● WORK INSTRUCTION:
Look through the material below. Copy each line that contains the string "have".
- - -
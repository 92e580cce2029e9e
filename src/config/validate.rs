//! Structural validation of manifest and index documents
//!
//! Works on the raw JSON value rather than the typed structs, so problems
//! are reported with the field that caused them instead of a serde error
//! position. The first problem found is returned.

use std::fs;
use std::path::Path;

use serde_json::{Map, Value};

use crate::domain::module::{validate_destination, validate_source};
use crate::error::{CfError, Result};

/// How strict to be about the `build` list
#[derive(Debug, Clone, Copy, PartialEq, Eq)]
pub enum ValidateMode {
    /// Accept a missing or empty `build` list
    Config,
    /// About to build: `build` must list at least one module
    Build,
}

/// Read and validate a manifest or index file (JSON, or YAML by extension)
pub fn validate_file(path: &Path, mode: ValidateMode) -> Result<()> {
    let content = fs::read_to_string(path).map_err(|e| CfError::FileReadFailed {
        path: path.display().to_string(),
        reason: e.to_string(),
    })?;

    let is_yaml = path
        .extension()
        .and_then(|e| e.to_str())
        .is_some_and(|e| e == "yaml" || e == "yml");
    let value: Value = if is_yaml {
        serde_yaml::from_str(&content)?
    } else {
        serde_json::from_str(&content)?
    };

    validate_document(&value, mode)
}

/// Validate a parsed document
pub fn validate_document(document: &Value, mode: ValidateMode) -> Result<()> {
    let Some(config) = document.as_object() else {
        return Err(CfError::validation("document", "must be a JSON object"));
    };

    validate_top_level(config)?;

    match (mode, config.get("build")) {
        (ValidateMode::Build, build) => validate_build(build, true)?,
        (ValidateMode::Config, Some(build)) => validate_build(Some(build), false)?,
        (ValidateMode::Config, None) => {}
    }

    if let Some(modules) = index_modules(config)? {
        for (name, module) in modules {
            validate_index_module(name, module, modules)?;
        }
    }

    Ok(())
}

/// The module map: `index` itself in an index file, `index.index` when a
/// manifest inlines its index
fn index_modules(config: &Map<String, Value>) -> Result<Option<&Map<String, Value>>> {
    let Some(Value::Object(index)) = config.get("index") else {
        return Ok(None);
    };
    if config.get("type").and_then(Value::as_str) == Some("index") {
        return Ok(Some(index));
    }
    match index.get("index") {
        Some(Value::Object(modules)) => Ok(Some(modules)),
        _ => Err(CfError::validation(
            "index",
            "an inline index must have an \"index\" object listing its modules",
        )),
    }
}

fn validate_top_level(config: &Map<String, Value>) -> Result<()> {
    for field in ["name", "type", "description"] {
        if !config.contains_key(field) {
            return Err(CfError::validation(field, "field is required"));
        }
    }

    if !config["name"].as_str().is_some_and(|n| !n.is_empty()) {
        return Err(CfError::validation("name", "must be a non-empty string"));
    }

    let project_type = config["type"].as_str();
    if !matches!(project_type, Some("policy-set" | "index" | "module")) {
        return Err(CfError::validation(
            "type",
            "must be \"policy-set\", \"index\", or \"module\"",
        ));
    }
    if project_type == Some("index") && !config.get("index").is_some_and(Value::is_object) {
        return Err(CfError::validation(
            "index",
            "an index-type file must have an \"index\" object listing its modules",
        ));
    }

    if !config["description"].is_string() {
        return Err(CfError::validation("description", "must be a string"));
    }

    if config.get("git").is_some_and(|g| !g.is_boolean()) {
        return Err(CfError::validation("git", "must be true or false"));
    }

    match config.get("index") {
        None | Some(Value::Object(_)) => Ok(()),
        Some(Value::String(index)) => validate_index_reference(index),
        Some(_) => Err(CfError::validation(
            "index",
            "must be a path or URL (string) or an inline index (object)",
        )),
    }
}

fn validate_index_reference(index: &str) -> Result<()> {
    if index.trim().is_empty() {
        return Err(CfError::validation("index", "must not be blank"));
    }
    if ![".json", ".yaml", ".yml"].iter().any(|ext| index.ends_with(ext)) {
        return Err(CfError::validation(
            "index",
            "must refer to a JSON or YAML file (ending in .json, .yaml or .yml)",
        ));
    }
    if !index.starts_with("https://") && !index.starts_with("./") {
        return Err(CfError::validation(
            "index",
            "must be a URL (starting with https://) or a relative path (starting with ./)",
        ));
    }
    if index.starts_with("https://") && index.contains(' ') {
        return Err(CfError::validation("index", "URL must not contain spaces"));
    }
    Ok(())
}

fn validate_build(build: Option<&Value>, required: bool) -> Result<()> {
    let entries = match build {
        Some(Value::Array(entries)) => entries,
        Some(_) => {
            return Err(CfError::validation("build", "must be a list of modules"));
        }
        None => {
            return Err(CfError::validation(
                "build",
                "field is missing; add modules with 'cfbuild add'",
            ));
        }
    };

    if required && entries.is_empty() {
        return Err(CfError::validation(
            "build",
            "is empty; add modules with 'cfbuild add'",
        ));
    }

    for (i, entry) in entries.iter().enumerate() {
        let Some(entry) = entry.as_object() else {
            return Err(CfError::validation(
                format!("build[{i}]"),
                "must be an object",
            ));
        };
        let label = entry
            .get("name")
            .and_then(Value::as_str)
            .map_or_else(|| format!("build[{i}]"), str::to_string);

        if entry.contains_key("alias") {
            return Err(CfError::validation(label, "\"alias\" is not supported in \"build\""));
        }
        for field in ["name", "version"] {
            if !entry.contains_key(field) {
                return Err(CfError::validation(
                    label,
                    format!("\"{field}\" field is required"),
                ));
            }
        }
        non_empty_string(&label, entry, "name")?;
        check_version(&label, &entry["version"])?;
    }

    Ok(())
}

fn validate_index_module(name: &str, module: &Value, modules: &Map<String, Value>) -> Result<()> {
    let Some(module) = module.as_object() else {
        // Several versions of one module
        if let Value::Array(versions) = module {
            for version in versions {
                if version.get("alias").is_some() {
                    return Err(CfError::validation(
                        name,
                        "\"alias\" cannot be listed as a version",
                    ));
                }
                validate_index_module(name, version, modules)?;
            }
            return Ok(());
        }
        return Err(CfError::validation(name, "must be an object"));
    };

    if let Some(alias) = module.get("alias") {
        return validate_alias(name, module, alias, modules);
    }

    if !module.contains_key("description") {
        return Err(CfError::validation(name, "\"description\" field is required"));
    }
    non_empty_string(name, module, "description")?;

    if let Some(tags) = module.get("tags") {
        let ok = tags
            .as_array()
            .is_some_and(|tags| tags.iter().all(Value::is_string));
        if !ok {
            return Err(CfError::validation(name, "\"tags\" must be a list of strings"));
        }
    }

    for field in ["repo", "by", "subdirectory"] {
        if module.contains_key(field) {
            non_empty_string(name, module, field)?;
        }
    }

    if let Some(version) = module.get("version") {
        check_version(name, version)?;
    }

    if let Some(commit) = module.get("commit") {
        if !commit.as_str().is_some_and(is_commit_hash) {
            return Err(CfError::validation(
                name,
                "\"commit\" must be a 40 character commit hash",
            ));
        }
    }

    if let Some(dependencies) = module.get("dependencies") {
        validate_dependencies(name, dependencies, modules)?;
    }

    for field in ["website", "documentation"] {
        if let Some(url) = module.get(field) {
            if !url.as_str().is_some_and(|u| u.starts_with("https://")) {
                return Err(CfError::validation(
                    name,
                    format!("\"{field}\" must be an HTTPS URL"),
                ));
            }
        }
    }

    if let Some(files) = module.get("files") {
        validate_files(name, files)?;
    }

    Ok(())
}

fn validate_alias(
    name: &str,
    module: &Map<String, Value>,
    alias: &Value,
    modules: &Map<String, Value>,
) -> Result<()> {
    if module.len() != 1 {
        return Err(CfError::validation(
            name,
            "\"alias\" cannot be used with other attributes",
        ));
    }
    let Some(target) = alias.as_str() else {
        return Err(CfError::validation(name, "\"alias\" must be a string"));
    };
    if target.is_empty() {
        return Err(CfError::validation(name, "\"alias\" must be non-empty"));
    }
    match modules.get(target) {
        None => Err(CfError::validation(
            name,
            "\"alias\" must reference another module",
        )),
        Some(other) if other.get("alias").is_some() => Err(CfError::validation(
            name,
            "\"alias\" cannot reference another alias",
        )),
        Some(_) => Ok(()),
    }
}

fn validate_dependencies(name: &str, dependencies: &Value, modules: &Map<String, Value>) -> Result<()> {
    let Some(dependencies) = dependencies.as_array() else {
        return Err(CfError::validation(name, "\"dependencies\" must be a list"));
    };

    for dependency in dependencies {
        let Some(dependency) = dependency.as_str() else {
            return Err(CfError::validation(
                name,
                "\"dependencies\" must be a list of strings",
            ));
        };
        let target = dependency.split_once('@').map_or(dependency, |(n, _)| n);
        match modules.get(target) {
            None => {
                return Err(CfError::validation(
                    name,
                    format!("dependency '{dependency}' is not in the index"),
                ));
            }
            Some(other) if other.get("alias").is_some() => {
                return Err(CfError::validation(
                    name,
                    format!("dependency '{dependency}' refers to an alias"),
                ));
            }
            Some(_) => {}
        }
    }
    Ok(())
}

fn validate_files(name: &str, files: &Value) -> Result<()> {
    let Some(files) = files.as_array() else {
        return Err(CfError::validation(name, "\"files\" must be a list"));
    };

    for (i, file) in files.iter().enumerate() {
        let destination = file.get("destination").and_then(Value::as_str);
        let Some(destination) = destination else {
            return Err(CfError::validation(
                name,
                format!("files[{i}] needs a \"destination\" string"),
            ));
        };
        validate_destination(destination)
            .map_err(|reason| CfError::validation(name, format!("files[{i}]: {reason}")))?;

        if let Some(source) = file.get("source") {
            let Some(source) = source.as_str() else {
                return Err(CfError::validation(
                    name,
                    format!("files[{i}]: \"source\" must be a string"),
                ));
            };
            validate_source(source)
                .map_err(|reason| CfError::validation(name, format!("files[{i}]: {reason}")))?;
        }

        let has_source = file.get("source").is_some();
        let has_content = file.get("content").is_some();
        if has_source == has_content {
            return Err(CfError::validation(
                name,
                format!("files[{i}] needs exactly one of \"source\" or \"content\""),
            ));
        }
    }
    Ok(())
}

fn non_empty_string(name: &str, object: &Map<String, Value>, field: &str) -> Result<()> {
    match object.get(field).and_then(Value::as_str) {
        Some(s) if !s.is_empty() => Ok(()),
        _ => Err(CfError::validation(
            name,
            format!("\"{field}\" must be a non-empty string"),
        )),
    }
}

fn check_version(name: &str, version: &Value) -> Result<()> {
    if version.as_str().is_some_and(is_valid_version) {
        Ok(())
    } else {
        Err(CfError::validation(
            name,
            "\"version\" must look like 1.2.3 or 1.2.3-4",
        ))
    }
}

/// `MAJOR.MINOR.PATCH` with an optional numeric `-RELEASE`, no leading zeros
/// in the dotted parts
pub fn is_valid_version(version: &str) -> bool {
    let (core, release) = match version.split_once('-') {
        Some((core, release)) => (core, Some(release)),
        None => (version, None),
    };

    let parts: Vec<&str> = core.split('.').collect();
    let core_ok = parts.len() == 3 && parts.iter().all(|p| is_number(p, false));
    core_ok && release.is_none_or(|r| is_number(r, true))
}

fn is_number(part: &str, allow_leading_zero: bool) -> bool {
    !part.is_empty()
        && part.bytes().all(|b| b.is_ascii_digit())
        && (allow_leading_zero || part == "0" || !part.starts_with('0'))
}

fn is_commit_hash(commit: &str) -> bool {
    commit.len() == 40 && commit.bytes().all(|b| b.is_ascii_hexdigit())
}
- - -
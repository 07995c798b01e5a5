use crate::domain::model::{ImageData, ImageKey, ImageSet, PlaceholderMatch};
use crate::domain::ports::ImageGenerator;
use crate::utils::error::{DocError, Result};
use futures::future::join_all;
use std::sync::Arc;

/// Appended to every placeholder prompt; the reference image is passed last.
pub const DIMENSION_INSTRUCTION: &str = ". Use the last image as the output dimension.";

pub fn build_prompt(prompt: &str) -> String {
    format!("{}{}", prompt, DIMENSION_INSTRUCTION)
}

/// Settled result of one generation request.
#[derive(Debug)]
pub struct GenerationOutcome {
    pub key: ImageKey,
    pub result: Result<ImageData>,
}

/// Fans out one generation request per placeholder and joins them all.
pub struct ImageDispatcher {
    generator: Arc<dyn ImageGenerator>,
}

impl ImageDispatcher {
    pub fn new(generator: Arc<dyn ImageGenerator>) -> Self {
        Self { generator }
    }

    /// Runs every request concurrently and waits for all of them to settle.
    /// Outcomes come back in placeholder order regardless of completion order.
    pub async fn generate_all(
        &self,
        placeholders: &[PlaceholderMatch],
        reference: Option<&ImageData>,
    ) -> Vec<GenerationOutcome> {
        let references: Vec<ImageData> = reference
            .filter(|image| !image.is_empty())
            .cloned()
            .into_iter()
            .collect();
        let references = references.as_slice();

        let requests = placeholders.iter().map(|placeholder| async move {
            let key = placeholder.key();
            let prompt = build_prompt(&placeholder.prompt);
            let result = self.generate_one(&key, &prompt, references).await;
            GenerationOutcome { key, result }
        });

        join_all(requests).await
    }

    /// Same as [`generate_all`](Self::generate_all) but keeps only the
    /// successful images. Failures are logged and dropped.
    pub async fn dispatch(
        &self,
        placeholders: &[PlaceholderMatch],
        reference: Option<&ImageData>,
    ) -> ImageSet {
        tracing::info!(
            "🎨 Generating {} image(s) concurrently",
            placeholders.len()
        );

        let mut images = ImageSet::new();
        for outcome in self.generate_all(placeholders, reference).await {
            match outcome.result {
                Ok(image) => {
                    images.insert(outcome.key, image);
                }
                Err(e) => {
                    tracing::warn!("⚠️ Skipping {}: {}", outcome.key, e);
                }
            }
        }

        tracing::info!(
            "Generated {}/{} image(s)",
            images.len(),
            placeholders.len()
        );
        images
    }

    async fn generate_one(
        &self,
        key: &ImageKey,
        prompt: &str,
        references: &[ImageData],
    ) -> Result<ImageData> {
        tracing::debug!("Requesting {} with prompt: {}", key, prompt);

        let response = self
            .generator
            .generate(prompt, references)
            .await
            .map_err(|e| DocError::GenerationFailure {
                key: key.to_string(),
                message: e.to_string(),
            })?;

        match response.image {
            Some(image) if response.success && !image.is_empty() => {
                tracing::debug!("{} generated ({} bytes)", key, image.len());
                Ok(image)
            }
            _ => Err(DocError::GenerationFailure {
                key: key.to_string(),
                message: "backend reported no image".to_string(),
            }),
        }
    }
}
- - -
● EXERCISE OUTPUT:
            "an inline index must have an \"index\" object listing its modules",
            "an index-type file must have an \"index\" object listing its modules",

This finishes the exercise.